*** Supplied data ***

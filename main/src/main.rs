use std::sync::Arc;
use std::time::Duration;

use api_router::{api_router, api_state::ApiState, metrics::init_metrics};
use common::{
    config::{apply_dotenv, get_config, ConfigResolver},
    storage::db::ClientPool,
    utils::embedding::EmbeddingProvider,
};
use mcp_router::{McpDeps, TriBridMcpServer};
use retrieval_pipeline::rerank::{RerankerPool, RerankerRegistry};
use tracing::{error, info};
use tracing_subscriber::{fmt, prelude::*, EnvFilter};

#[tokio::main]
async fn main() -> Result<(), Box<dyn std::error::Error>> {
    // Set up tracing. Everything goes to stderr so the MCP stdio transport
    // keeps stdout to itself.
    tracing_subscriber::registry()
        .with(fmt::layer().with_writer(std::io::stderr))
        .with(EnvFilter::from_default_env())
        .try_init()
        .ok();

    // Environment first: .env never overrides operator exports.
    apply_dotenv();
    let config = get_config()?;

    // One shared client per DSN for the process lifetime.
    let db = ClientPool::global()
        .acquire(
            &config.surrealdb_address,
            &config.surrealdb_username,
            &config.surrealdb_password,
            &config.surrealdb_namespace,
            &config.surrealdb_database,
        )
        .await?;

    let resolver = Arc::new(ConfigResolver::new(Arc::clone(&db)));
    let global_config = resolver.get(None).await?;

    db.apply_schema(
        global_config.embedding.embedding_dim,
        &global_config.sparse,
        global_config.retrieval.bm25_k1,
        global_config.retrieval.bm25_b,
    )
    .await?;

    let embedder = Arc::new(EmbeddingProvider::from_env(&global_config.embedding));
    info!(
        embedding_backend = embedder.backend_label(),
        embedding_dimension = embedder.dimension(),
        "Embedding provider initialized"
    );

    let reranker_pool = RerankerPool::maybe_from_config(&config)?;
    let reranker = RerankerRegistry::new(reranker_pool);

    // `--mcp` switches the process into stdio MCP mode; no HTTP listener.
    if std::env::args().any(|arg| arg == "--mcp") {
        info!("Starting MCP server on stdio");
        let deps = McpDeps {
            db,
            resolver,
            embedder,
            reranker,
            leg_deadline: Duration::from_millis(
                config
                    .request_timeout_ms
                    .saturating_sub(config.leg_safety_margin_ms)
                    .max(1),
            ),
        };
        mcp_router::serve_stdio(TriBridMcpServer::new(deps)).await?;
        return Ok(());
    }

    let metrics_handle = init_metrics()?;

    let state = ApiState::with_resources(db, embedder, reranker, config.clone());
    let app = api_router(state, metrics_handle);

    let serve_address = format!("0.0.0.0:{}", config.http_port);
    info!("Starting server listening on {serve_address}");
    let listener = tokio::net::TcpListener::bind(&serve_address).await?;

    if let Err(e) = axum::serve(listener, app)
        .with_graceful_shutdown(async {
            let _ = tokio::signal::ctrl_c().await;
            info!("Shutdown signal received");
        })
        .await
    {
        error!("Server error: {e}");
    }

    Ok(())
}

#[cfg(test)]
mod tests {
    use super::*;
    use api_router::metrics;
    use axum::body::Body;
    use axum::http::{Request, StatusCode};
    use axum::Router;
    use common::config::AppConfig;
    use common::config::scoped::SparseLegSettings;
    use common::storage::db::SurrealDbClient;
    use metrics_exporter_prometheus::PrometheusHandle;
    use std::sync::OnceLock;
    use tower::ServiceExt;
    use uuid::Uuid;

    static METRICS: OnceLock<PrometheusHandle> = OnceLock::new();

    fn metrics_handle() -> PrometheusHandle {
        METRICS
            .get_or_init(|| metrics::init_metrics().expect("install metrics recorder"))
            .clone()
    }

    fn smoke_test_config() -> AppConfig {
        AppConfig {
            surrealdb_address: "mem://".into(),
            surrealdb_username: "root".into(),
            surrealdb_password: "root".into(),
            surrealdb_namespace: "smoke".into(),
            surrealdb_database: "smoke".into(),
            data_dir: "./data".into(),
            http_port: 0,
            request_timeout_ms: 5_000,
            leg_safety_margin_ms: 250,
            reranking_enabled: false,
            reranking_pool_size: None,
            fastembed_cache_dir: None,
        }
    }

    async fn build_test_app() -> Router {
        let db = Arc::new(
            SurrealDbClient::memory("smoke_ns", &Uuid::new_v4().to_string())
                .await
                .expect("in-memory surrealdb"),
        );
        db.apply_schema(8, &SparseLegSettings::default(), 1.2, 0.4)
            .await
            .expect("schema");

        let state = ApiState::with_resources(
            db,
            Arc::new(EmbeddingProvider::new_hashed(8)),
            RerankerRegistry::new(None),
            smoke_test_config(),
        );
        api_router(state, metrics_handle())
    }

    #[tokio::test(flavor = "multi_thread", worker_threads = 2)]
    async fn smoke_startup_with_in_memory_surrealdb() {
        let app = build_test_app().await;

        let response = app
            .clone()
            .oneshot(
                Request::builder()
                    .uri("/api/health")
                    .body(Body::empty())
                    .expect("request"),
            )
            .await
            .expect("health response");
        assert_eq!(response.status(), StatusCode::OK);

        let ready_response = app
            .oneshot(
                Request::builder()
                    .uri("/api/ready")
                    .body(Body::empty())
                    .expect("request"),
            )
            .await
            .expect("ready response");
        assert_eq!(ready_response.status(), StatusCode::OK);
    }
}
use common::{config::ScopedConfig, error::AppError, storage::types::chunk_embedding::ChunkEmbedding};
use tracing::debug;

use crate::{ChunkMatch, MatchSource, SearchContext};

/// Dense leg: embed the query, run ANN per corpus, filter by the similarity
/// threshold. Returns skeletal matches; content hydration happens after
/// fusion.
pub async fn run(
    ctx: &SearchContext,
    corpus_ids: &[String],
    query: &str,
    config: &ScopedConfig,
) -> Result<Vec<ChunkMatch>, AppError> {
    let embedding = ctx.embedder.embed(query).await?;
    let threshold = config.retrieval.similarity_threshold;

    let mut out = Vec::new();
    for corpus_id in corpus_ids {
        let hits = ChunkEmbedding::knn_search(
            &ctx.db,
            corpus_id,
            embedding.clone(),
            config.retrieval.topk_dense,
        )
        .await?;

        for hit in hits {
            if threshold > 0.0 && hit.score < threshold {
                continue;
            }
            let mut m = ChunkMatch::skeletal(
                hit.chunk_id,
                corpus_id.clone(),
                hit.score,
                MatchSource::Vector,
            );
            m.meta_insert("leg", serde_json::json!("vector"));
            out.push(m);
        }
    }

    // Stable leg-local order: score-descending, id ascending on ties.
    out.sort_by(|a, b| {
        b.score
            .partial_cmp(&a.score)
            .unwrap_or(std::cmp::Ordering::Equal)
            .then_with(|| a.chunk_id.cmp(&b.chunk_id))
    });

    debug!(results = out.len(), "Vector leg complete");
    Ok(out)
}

***

• Task:
From the first line through the last, give the data above again exactly.

• Result of the task:
filename main/src/main.rs
use std::sync::Arc;
use std::time::Duration;

use api_router::{api_router, api_state::ApiState, metrics::init_metrics};
use common::{
    config::{apply_dotenv, get_config, ConfigResolver},
    storage::db::ClientPool,
    utils::embedding::EmbeddingProvider,
};
use mcp_router::{McpDeps, TriBridMcpServer};
use retrieval_pipeline::rerank::{RerankerPool, RerankerRegistry};
use tracing::{error, info};
use tracing_subscriber::{fmt, prelude::*, EnvFilter};

#[tokio::main]
async fn main() -> Result<(), Box<dyn std::error::Error>> {
    // Set up tracing. Everything goes to stderr so the MCP stdio transport
    // keeps stdout to itself.
    tracing_subscriber::registry()
        .with(fmt::layer().with_writer(std::io::stderr))
        .with(EnvFilter::from_default_env())
        .try_init()
        .ok();

    // Environment first: .env never overrides operator exports.
    apply_dotenv();
    let config = get_config()?;

    // One shared client per DSN for the process lifetime.
    let db = ClientPool::global()
        .acquire(
            &config.surrealdb_address,
            &config.surrealdb_username,
            &config.surrealdb_password,
            &config.surrealdb_namespace,
            &config.surrealdb_database,
        )
        .await?;

    let resolver = Arc::new(ConfigResolver::new(Arc::clone(&db)));
    let global_config = resolver.get(None).await?;

    db.apply_schema(
        global_config.embedding.embedding_dim,
        &global_config.sparse,
        global_config.retrieval.bm25_k1,
        global_config.retrieval.bm25_b,
    )
    .await?;

    let embedder = Arc::new(EmbeddingProvider::from_env(&global_config.embedding));
    info!(
        embedding_backend = embedder.backend_label(),
        embedding_dimension = embedder.dimension(),
        "Embedding provider initialized"
    );

    let reranker_pool = RerankerPool::maybe_from_config(&config)?;
    let reranker = RerankerRegistry::new(reranker_pool);

    // `--mcp` switches the process into stdio MCP mode; no HTTP listener.
    if std::env::args().any(|arg| arg == "--mcp") {
        info!("Starting MCP server on stdio");
        let deps = McpDeps {
            db,
            resolver,
            embedder,
            reranker,
            leg_deadline: Duration::from_millis(
                config
                    .request_timeout_ms
                    .saturating_sub(config.leg_safety_margin_ms)
                    .max(1),
            ),
        };
        mcp_router::serve_stdio(TriBridMcpServer::new(deps)).await?;
        return Ok(());
    }

    let metrics_handle = init_metrics()?;

    let state = ApiState::with_resources(db, embedder, reranker, config.clone());
    let app = api_router(state, metrics_handle);

    let serve_address = format!("0.0.0.0:{}", config.http_port);
    info!("Starting server listening on {serve_address}");
    let listener = tokio::net::TcpListener::bind(&serve_address).await?;

    if let Err(e) = axum::serve(listener, app)
        .with_graceful_shutdown(async {
            let _ = tokio::signal::ctrl_c().await;
            info!("Shutdown signal received");
        })
        .await
    {
        error!("Server error: {e}");
    }

    Ok(())
}

#[cfg(test)]
mod tests {
    use super::*;
    use api_router::metrics;
    use axum::body::Body;
    use axum::http::{Request, StatusCode};
    use axum::Router;
    use common::config::AppConfig;
    use common::config::scoped::SparseLegSettings;
    use common::storage::db::SurrealDbClient;
    use metrics_exporter_prometheus::PrometheusHandle;
    use std::sync::OnceLock;
    use tower::ServiceExt;
    use uuid::Uuid;

    static METRICS: OnceLock<PrometheusHandle> = OnceLock::new();

    fn metrics_handle() -> PrometheusHandle {
        METRICS
            .get_or_init(|| metrics::init_metrics().expect("install metrics recorder"))
            .clone()
    }

    fn smoke_test_config() -> AppConfig {
        AppConfig {
            surrealdb_address: "mem://".into(),
            surrealdb_username: "root".into(),
            surrealdb_password: "root".into(),
            surrealdb_namespace: "smoke".into(),
            surrealdb_database: "smoke".into(),
            data_dir: "./data".into(),
            http_port: 0,
            request_timeout_ms: 5_000,
            leg_safety_margin_ms: 250,
            reranking_enabled: false,
            reranking_pool_size: None,
            fastembed_cache_dir: None,
        }
    }

    async fn build_test_app() -> Router {
        let db = Arc::new(
            SurrealDbClient::memory("smoke_ns", &Uuid::new_v4().to_string())
                .await
                .expect("in-memory surrealdb"),
        );
        db.apply_schema(8, &SparseLegSettings::default(), 1.2, 0.4)
            .await
            .expect("schema");

        let state = ApiState::with_resources(
            db,
            Arc::new(EmbeddingProvider::new_hashed(8)),
            RerankerRegistry::new(None),
            smoke_test_config(),
        );
        api_router(state, metrics_handle())
    }

    #[tokio::test(flavor = "multi_thread", worker_threads = 2)]
    async fn smoke_startup_with_in_memory_surrealdb() {
        let app = build_test_app().await;

        let response = app
            .clone()
            .oneshot(
                Request::builder()
                    .uri("/api/health")
                    .body(Body::empty())
                    .expect("request"),
            )
            .await
            .expect("health response");
        assert_eq!(response.status(), StatusCode::OK);

        let ready_response = app
            .oneshot(
                Request::builder()
                    .uri("/api/ready")
                    .body(Body::empty())
                    .expect("request"),
            )
            .await
            .expect("ready response");
        assert_eq!(ready_response.status(), StatusCode::OK);
    }
}
use common::{config::ScopedConfig, error::AppError, storage::types::chunk_embedding::ChunkEmbedding};
use tracing::debug;

use crate::{ChunkMatch, MatchSource, SearchContext};

/// Dense leg: embed the query, run ANN per corpus, filter by the similarity
/// threshold. Returns skeletal matches; content hydration happens after
/// fusion.
pub async fn run(
    ctx: &SearchContext,
    corpus_ids: &[String],
    query: &str,
    config: &ScopedConfig,
) -> Result<Vec<ChunkMatch>, AppError> {
    let embedding = ctx.embedder.embed(query).await?;
    let threshold = config.retrieval.similarity_threshold;

    let mut out = Vec::new();
    for corpus_id in corpus_ids {
        let hits = ChunkEmbedding::knn_search(
            &ctx.db,
            corpus_id,
            embedding.clone(),
            config.retrieval.topk_dense,
        )
        .await?;

        for hit in hits {
            if threshold > 0.0 && hit.score < threshold {
                continue;
            }
            let mut m = ChunkMatch::skeletal(
                hit.chunk_id,
                corpus_id.clone(),
                hit.score,
                MatchSource::Vector,
            );
            m.meta_insert("leg", serde_json::json!("vector"));
            out.push(m);
        }
    }

    // Stable leg-local order: score-descending, id ascending on ties.
    out.sort_by(|a, b| {
        b.score
            .partial_cmp(&a.score)
            .unwrap_or(std::cmp::Ordering::Equal)
            .then_with(|| a.chunk_id.cmp(&b.chunk_id))
    });

    debug!(results = out.len(), "Vector leg complete");
    Ok(out)
}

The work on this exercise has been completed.